Assigned task:
Transcribe exactly everything in the data below from the line containing "a concurrent map." down to the line containing "per-entry locking: a", both lines included and nothing further.
>>
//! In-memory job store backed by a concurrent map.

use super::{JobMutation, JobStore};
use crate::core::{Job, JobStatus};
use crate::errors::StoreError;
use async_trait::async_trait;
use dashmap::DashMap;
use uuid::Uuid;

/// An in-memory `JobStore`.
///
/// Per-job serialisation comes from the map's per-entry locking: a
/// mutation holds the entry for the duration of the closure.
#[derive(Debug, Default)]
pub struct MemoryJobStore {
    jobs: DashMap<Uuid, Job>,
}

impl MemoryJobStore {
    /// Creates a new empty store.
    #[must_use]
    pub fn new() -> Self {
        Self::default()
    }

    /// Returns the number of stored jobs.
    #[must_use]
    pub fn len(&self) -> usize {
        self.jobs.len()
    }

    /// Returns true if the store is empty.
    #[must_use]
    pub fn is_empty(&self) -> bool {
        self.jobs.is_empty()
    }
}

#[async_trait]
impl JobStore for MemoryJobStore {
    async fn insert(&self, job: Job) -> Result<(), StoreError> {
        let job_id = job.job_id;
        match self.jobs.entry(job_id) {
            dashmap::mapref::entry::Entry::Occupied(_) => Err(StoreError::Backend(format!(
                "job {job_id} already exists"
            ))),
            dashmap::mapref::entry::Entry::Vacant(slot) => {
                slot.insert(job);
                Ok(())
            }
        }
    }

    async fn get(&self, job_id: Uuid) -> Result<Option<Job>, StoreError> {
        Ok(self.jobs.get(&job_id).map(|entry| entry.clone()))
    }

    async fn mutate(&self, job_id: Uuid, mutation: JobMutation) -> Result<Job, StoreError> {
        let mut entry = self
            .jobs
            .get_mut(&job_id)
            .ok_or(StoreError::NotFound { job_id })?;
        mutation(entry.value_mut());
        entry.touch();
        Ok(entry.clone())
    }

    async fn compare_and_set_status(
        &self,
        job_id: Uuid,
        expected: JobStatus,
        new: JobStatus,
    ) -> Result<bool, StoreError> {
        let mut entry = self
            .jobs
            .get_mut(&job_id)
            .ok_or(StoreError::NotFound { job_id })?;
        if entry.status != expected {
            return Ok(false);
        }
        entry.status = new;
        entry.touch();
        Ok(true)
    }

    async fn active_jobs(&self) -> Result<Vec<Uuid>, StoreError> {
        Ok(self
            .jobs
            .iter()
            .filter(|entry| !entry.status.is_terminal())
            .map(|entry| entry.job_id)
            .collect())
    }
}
<<
>>
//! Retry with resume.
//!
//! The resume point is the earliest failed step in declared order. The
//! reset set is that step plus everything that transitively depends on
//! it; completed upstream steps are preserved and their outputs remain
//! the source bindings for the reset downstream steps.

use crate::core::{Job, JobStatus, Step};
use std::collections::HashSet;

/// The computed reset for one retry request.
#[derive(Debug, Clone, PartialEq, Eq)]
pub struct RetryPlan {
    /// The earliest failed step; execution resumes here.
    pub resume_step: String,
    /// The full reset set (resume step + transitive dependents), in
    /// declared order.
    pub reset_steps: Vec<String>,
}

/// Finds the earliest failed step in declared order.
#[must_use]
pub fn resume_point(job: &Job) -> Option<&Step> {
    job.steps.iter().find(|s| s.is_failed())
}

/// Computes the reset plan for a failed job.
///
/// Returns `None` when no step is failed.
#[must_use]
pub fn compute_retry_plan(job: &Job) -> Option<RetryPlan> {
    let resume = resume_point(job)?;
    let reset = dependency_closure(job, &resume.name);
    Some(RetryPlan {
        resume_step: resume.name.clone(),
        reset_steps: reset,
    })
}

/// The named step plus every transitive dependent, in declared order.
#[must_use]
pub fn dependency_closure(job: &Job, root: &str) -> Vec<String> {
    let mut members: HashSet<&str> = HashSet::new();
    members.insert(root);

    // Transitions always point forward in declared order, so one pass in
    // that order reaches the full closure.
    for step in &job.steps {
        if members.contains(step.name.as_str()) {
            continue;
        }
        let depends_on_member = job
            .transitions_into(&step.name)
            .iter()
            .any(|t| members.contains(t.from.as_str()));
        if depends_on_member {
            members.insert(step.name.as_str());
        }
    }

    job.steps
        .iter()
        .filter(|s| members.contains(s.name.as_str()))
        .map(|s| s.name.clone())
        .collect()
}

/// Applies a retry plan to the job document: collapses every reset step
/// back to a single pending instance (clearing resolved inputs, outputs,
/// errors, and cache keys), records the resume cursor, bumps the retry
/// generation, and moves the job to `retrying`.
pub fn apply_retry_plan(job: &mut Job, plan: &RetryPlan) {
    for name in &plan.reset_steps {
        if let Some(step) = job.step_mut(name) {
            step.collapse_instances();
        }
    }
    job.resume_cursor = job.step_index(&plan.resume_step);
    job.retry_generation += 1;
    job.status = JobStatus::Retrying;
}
<<
>>
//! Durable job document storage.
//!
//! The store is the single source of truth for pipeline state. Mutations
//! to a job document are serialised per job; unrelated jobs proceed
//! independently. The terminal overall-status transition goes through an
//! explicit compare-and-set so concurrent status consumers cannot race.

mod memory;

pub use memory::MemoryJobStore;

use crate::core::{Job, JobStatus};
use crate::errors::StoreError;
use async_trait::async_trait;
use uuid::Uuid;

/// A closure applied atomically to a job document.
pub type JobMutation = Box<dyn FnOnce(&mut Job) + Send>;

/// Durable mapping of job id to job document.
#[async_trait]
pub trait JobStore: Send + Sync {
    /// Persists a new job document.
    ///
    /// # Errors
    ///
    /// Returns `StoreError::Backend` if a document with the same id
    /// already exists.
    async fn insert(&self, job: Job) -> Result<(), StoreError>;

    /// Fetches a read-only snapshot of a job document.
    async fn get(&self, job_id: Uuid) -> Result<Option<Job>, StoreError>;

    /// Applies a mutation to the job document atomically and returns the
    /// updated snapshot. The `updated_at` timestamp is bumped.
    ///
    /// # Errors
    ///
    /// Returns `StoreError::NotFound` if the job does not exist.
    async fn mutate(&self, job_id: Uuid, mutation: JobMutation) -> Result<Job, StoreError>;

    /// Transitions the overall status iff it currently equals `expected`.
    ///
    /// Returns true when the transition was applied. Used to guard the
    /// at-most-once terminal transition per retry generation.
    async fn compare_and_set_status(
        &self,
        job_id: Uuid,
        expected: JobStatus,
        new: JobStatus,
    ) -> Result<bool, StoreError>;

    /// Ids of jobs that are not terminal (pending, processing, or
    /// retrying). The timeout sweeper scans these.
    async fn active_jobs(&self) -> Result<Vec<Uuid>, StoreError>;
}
<<
Answer:
//! In-memory job store backed by a concurrent map.

use super::{JobMutation, JobStore};
use crate::core::{Job, JobStatus};
use crate::errors::StoreError;
use async_trait::async_trait;
use dashmap::DashMap;
use uuid::Uuid;

/// An in-memory `JobStore`.
///
/// Per-job serialisation comes from the map's per-entry locking: a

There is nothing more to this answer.